THE TASK:
Scan the data below for the string "InvalidRequest". Show every line where it turns up.

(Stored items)
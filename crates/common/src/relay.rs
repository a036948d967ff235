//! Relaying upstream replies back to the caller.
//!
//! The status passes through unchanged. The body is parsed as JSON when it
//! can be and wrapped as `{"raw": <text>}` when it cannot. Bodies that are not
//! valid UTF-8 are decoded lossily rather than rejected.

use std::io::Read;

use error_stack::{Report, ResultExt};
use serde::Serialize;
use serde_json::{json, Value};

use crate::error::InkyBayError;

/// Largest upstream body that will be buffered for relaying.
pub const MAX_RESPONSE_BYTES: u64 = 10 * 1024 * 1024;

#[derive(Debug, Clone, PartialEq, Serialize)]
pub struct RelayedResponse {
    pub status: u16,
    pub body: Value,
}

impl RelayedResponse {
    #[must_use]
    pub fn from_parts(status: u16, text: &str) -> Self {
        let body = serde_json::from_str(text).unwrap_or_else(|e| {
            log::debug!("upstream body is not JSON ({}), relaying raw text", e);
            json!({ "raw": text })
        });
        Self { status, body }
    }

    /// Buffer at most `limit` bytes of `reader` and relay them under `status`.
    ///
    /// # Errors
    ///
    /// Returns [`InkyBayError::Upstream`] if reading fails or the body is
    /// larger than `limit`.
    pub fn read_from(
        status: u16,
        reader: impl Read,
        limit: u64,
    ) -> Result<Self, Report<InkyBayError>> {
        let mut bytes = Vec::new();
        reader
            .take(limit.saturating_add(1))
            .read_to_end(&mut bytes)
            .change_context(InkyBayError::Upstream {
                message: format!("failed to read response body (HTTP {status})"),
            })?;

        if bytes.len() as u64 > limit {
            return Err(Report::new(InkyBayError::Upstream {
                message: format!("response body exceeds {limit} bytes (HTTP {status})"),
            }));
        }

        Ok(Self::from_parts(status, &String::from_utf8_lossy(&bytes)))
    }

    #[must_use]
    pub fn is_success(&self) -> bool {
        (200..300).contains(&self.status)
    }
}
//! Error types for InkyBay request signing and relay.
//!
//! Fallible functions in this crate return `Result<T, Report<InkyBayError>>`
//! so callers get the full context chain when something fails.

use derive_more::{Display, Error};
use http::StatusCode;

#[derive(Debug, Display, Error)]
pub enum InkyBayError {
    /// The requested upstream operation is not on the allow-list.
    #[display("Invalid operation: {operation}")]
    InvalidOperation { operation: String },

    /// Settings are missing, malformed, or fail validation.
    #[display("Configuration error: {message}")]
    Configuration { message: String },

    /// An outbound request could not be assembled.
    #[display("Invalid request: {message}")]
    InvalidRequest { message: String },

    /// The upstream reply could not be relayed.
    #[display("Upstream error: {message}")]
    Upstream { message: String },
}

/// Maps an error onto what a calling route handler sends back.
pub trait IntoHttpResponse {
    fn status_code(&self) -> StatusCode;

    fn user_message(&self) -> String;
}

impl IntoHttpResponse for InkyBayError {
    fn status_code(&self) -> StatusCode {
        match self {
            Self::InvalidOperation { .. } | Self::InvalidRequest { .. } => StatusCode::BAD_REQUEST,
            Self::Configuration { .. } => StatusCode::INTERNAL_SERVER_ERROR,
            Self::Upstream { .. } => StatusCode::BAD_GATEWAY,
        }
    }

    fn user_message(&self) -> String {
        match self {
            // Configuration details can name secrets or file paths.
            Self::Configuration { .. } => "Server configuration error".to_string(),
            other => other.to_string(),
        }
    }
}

EXERCISE RESPONSE:
    InvalidRequest { message: String },
            Self::InvalidOperation { .. } | Self::InvalidRequest { .. } => StatusCode::BAD_REQUEST,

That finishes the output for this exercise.